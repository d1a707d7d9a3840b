//! # Security Gate
//!
//! Decides, per object, whether the stream may construct an instance of a
//! resolved type. Denied objects are consumed from the stream and decode as
//! null; they never reach user code.
//!
//! Capabilities are passed explicitly through a [`CapabilityContext`], never
//! looked up from ambient state. A type passes without a grant when it is on
//! the context's exemption list, or when implicit exemption is enabled and no
//! level of its hierarchy declares a custom read routine or a reference field.

use crate::config::SecurityConfig;
use crate::core::types::{LoaderContext, RuntimeType, Strategy};
use std::collections::HashSet;
use std::fmt;
use std::sync::Arc;

/// Capability category a grant is issued for.
#[derive(Debug, Clone, Copy, PartialEq, Eq, Hash)]
pub enum Category {
    Atomic,
    Externalizable,
    Legacy,
    Proxy,
}

impl Category {
    /// Category required to construct a type with `strategy`; `None` for enums
    pub fn for_strategy(strategy: Strategy) -> Option<Self> {
        match strategy {
            Strategy::Atomic => Some(Category::Atomic),
            Strategy::Legacy => Some(Category::Legacy),
            Strategy::Externalizable => Some(Category::Externalizable),
            Strategy::Proxy => Some(Category::Proxy),
            Strategy::Enum => None,
        }
    }

    pub fn name(self) -> &'static str {
        match self {
            Category::Atomic => "ATOMIC",
            Category::Externalizable => "EXTERNALIZABLE",
            Category::Legacy => "LEGACY",
            Category::Proxy => "PROXY",
        }
    }
}

impl fmt::Display for Category {
    fn fmt(&self, f: &mut fmt::Formatter<'_>) -> fmt::Result {
        f.write_str(self.name())
    }
}

/// Source of construction grants.
pub trait CapabilityStore: Send + Sync {
    fn grants(&self, category: Category, type_name: &str) -> bool;
}

/// Set of explicit grants, optionally per whole category.
#[derive(Debug, Default, Clone)]
pub struct Grants {
    types: HashSet<(Category, String)>,
    categories: HashSet<Category>,
}

impl Grants {
    pub fn new() -> Self {
        Self::default()
    }

    /// Grant construction of `type_name` under `category`
    pub fn allow(mut self, category: Category, type_name: &str) -> Self {
        self.types.insert((category, type_name.to_string()));
        self
    }

    /// Grant every type of `category`
    pub fn allow_category(mut self, category: Category) -> Self {
        self.categories.insert(category);
        self
    }

    /// Grant the built-in surrogate types
    pub fn with_surrogates(self) -> Self {
        crate::core::surrogate::SURROGATES
            .iter()
            .fold(self, |grants, s| grants.allow(Category::Atomic, s.class_name))
    }
}

impl CapabilityStore for Grants {
    fn grants(&self, category: Category, type_name: &str) -> bool {
        self.categories.contains(&category)
            || self.types.contains(&(category, type_name.to_string()))
    }
}

/// Store that grants everything.
#[derive(Debug, Default, Clone, Copy)]
pub struct AllowAll;

impl CapabilityStore for AllowAll {
    fn grants(&self, _category: Category, _type_name: &str) -> bool {
        true
    }
}

/// Store that grants nothing.
#[derive(Debug, Default, Clone, Copy)]
pub struct DenyAll;

impl CapabilityStore for DenyAll {
    fn grants(&self, _category: Category, _type_name: &str) -> bool {
        false
    }
}

/// Capabilities in effect for one read call.
#[derive(Clone)]
pub struct CapabilityContext {
    store: Arc<dyn CapabilityStore>,
    exempt: HashSet<String>,
    implicit_exemption: bool,
    loader: LoaderContext,
}

impl fmt::Debug for CapabilityContext {
    fn fmt(&self, f: &mut fmt::Formatter<'_>) -> fmt::Result {
        f.debug_struct("CapabilityContext")
            .field("exempt", &self.exempt)
            .field("implicit_exemption", &self.implicit_exemption)
            .field("loader", &self.loader)
            .finish()
    }
}

impl CapabilityContext {
    pub fn new(store: Arc<dyn CapabilityStore>) -> Self {
        Self {
            store,
            exempt: HashSet::new(),
            implicit_exemption: true,
            loader: LoaderContext::default(),
        }
    }

    /// Context configured from the `[security]` section
    pub fn from_config(config: &SecurityConfig, store: Arc<dyn CapabilityStore>) -> Self {
        Self::new(store)
            .with_implicit_exemption(config.implicit_exemption)
            .with_exempt_types(config.exempt_types.iter().map(String::as_str))
    }

    /// Context that grants every category
    pub fn trusted() -> Self {
        Self::new(Arc::new(AllowAll))
    }

    /// Context that grants nothing; only exempt types may be built
    pub fn untrusted() -> Self {
        Self::new(Arc::new(DenyAll))
    }

    pub fn with_implicit_exemption(mut self, enabled: bool) -> Self {
        self.implicit_exemption = enabled;
        self
    }

    pub fn with_exempt_types<'a, I>(mut self, names: I) -> Self
    where
        I: IntoIterator<Item = &'a str>,
    {
        self.exempt.extend(names.into_iter().map(String::from));
        self
    }

    pub fn with_loader(mut self, loader: LoaderContext) -> Self {
        self.loader = loader;
        self
    }

    pub fn loader(&self) -> &LoaderContext {
        &self.loader
    }

    fn grants(&self, category: Category, type_name: &str) -> bool {
        self.store.grants(category, type_name)
    }
}

/// Outcome of a gate check.
#[derive(Debug, Clone, Copy, PartialEq, Eq)]
pub enum Decision {
    Allow,
    /// Construction refused; carries the category that was missing
    Deny(Category),
}

/// Per-object construction check.
#[derive(Debug, Clone, Copy)]
pub struct SecurityGate {
    /// Hierarchies deeper than this never qualify for implicit exemption
    max_descriptor_depth: usize,
}

impl Default for SecurityGate {
    fn default() -> Self {
        Self::new(crate::config::DEFAULT_MAX_DESCRIPTOR_DEPTH)
    }
}

impl SecurityGate {
    pub fn new(max_descriptor_depth: usize) -> Self {
        Self {
            max_descriptor_depth,
        }
    }

    pub fn authorize(&self, ty: &RuntimeType, ctx: &CapabilityContext) -> Decision {
        let category = match Category::for_strategy(ty.strategy()) {
            Some(category) => category,
            None => return Decision::Allow,
        };
        if ctx.exempt.contains(ty.name()) {
            return Decision::Allow;
        }
        if ctx.implicit_exemption && category != Category::Proxy && self.is_field_only(ty) {
            return Decision::Allow;
        }
        if ctx.grants(category, ty.name()) {
            Decision::Allow
        } else {
            Decision::Deny(category)
        }
    }

    /// No level declares a custom read routine or a reference field
    fn is_field_only(&self, ty: &RuntimeType) -> bool {
        if ty.strategy() == Strategy::Externalizable {
            return false;
        }
        let mut next = Some(ty.clone());
        let mut depth = 0usize;
        while let Some(level) = next {
            depth += 1;
            if depth > self.max_descriptor_depth
                || level.has_custom_read()
                || level.fields().iter().any(|f| !f.is_primitive())
            {
                return false;
            }
            next = level.superclass();
        }
        true
    }
}

#[cfg(test)]
mod tests {
    use super::*;
    use crate::core::field::FieldSpec;
    use crate::core::types::{EnumType, ProxyType, RecordType};

    fn point() -> RuntimeType {
        RecordType::atomic("demo.Point", 1)
            .field(FieldSpec::int("x"))
            .finish()
    }

    fn node() -> RuntimeType {
        RecordType::atomic("demo.Node", 1)
            .field(FieldSpec::any("next"))
            .finish()
    }

    #[test]
    fn test_primitive_only_type_is_implicitly_exempt() {
        let ctx = CapabilityContext::untrusted();
        assert_eq!(SecurityGate::default().authorize(&point(), &ctx), Decision::Allow);
        let strict = CapabilityContext::untrusted().with_implicit_exemption(false);
        assert_eq!(
            SecurityGate::default().authorize(&point(), &strict),
            Decision::Deny(Category::Atomic)
        );
    }

    #[test]
    fn test_reference_fields_need_grant() {
        let ctx = CapabilityContext::untrusted();
        assert_eq!(
            SecurityGate::default().authorize(&node(), &ctx),
            Decision::Deny(Category::Atomic)
        );
        let granted =
            CapabilityContext::new(Arc::new(Grants::new().allow(Category::Atomic, "demo.Node")));
        assert_eq!(SecurityGate::default().authorize(&node(), &granted), Decision::Allow);
    }

    #[test]
    fn test_custom_read_in_ancestor_needs_grant() {
        let base = RecordType::legacy("demo.Base", 1)
            .read_with(|f, _, r| {
                f.copy_into(r);
                Ok(())
            })
            .finish();
        let sub = RecordType::legacy("demo.Sub", 1).extends(base).finish();
        let ctx = CapabilityContext::untrusted();
        assert_eq!(
            SecurityGate::default().authorize(&sub, &ctx),
            Decision::Deny(Category::Legacy)
        );
    }

    #[test]
    fn test_explicit_exemption_list() {
        let ctx = CapabilityContext::untrusted().with_exempt_types(["demo.Node"]);
        assert_eq!(SecurityGate::default().authorize(&node(), &ctx), Decision::Allow);
    }

    #[test]
    fn test_proxy_and_externalizable_always_need_grant() {
        let ctx = CapabilityContext::untrusted();
        let proxy = ProxyType::new(&["demo.Greeter".to_string()]);
        assert_eq!(
            SecurityGate::default().authorize(&proxy, &ctx),
            Decision::Deny(Category::Proxy)
        );
        let ext = RecordType::externalizable("demo.Ext", 1).finish();
        assert_eq!(
            SecurityGate::default().authorize(&ext, &ctx),
            Decision::Deny(Category::Externalizable)
        );
        let color = EnumType::new("demo.Color", ["RED"]);
        assert_eq!(SecurityGate::default().authorize(&color, &ctx), Decision::Allow);
    }

    #[test]
    fn test_configured_depth_bounds_implicit_exemption() {
        let base = RecordType::atomic("demo.Base", 1)
            .field(FieldSpec::int("id"))
            .finish();
        let sub = RecordType::atomic("demo.Sub", 1)
            .field(FieldSpec::int("x"))
            .extends(base)
            .finish();
        let ctx = CapabilityContext::untrusted();
        assert_eq!(SecurityGate::new(2).authorize(&sub, &ctx), Decision::Allow);
        assert_eq!(
            SecurityGate::new(1).authorize(&sub, &ctx),
            Decision::Deny(Category::Atomic)
        );
    }

    #[test]
    fn test_category_wide_grant() {
        let ctx = CapabilityContext::new(Arc::new(Grants::new().allow_category(Category::Atomic)));
        assert_eq!(SecurityGate::default().authorize(&node(), &ctx), Decision::Allow);
    }
}
/// Local type known to the codec.
pub trait SerialType: Send + Sync + fmt::Debug {
    fn name(&self) -> &str;

    fn version_id(&self) -> i64;

    fn strategy(&self) -> Strategy;

    /// Serializable fields declared by this level only
    fn fields(&self) -> &[FieldSpec] {
        &[]
    }

    fn superclass(&self) -> Option<RuntimeType> {
        None
    }

    fn has_custom_read(&self) -> bool {
        false
    }

    fn has_custom_write(&self) -> bool {
        false
    }

    fn has_resolve(&self) -> bool {
        false
    }

    fn enum_constants(&self) -> &[String] {
        &[]
    }

    fn interfaces(&self) -> &[String] {
        &[]
    }

    /// Atomic construction from gathered fields
    fn build(&self, fields: &AtomicFields<'_>) -> Result<Object> {
        let _ = fields;
        Err(CodecError::InvariantViolation(format!(
            "{}: {}",
            constants::ERR_NO_BUILDER,
            self.name()
        )))
    }

    /// Custom read routine for this level of a legacy object
    fn read_object(
        &self,
        fields: &FieldSource,
        input: &mut dyn ObjectInput,
        record: &mut Record,
    ) -> Result<()> {
        let _ = input;
        fields.copy_into(record);
        Ok(())
    }

    /// Custom write routine for this level, run after the default fields
    fn write_object(&self, record: &Record, output: &mut dyn ObjectOutput) -> Result<()> {
        let _ = (record, output);
        Ok(())
    }

    /// Empty instance for externalizable construction
    fn new_instance(&self) -> Result<Record> {
        Err(CodecError::InvariantViolation(format!(
            "{}: {}",
            constants::ERR_NO_INSTANCE,
            self.name()
        )))
    }

    fn read_external(&self, record: &mut Record, input: &mut dyn ObjectInput) -> Result<()> {
        let _ = (record, input);
        Ok(())
    }

    fn write_external(&self, record: &Record, output: &mut dyn ObjectOutput) -> Result<()> {
        let _ = (record, output);
        Ok(())
    }

    /// Substitution hook run once the instance is complete
    fn read_resolve(&self, object: Object) -> Result<Resolved> {
        Ok(Resolved::Object(object))
    }
}

type BuildFn = dyn Fn(&AtomicFields<'_>) -> Result<Object> + Send + Sync;
type ReadFn = dyn Fn(&FieldSource, &mut dyn ObjectInput, &mut Record) -> Result<()> + Send + Sync;
type WriteFn = dyn Fn(&Record, &mut dyn ObjectOutput) -> Result<()> + Send + Sync;
type ExternalReadFn = dyn Fn(&mut Record, &mut dyn ObjectInput) -> Result<()> + Send + Sync;
type ResolveFn = dyn Fn(Object) -> Result<Resolved> + Send + Sync;

/// Data-driven [`SerialType`] whose hooks are closures.
///
/// ```rust
/// use object_wire::core::field::FieldSpec;
/// use object_wire::core::graph::{Object, Record};
/// use object_wire::core::types::{RecordType, SerialType};
///
/// let point = RecordType::atomic("demo.Point", 1)
///     .field(FieldSpec::int("x"))
///     .field(FieldSpec::int("y"))
///     .build_with(|f| {
///         let x = f.get_i32("x", 0)?;
///         let y = f.get_i32("y", 0)?;
///         Ok(Object::Record(Record::new("demo.Point").with("x", x).with("y", y)))
///     })
///     .finish();
/// assert_eq!(point.name(), "demo.Point");
/// ```
pub struct RecordType {
    name: Arc<str>,
    version_id: i64,
    strategy: Strategy,
    fields: Vec<FieldSpec>,
    superclass: Option<RuntimeType>,
    build: Option<Arc<BuildFn>>,
    read: Option<Arc<ReadFn>>,
    write: Option<Arc<WriteFn>>,
    external_read: Option<Arc<ExternalReadFn>>,
    external_write: Option<Arc<WriteFn>>,
    resolve: Option<Arc<ResolveFn>>,
}

impl fmt::Debug for RecordType {
    fn fmt(&self, f: &mut fmt::Formatter<'_>) -> fmt::Result {
        f.debug_struct("RecordType")
            .field("name", &self.name)
            .field("version_id", &self.version_id)
            .field("strategy", &self.strategy)
            .field("fields", &self.fields)
            .field("superclass", &self.superclass.as_ref().map(|s| s.name().to_string()))
            .field("custom_read", &self.read.is_some())
            .field("custom_write", &self.write.is_some())
            .finish()
    }
}

impl RecordType {
    fn builder(name: &str, version_id: i64, strategy: Strategy) -> RecordTypeBuilder {
        RecordTypeBuilder {
            inner: RecordType {
                name: Arc::from(name),
                version_id,
                strategy,
                fields: Vec::new(),
                superclass: None,
                build: None,
                read: None,
                write: None,
                external_read: None,
                external_write: None,
                resolve: None,
            },
        }
    }

    /// Type built in one step from its gathered fields
    pub fn atomic(name: &str, version_id: i64) -> RecordTypeBuilder {
        Self::builder(name, version_id, Strategy::Atomic)
    }

    /// Type filled in place level by level
    pub fn legacy(name: &str, version_id: i64) -> RecordTypeBuilder {
        Self::builder(name, version_id, Strategy::Legacy)
    }

    /// Type that reads and writes its own block data
    pub fn externalizable(name: &str, version_id: i64) -> RecordTypeBuilder {
        Self::builder(name, version_id, Strategy::Externalizable)
    }
}

/// Builder for [`RecordType`].
pub struct RecordTypeBuilder {
    inner: RecordType,
}

impl RecordTypeBuilder {
    pub fn field(mut self, spec: FieldSpec) -> Self {
        self.inner.fields.push(spec);
        self
    }

    pub fn extends(mut self, superclass: RuntimeType) -> Self {
        self.inner.superclass = Some(superclass);
        self
    }

    pub fn build_with<F>(mut self, f: F) -> Self
    where
        F: Fn(&AtomicFields<'_>) -> Result<Object> + Send + Sync + 'static,
    {
        self.inner.build = Some(Arc::new(f));
        self
    }

    pub fn read_with<F>(mut self, f: F) -> Self
    where
        F: Fn(&FieldSource, &mut dyn ObjectInput, &mut Record) -> Result<()> + Send + Sync + 'static,
    {
        self.inner.read = Some(Arc::new(f));
        self
    }

    pub fn write_with<F>(mut self, f: F) -> Self
    where
        F: Fn(&Record, &mut dyn ObjectOutput) -> Result<()> + Send + Sync + 'static,
    {
        self.inner.write = Some(Arc::new(f));
        self
    }

    pub fn external<R, W>(mut self, read: R, write: W) -> Self
    where
        R: Fn(&mut Record, &mut dyn ObjectInput) -> Result<()> + Send + Sync + 'static,
        W: Fn(&Record, &mut dyn ObjectOutput) -> Result<()> + Send + Sync + 'static,
    {
        self.inner.external_read = Some(Arc::new(read));
        self.inner.external_write = Some(Arc::new(write));
        self
    }

    pub fn resolve_with<F>(mut self, f: F) -> Self
    where
        F: Fn(Object) -> Result<Resolved> + Send + Sync + 'static,
    {
        self.inner.resolve = Some(Arc::new(f));
        self
    }

    pub fn finish(self) -> RuntimeType {
        Arc::new(self.inner)
    }
}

## EXERCISE DIRECTIONS
Search the data above for lines holding "WriteFn" and copy each of them.

## WRITTEN SOLUTION
type WriteFn = dyn Fn(&Record, &mut dyn ObjectOutput) -> Result<()> + Send + Sync;
    write: Option<Arc<WriteFn>>,
    external_write: Option<Arc<WriteFn>>,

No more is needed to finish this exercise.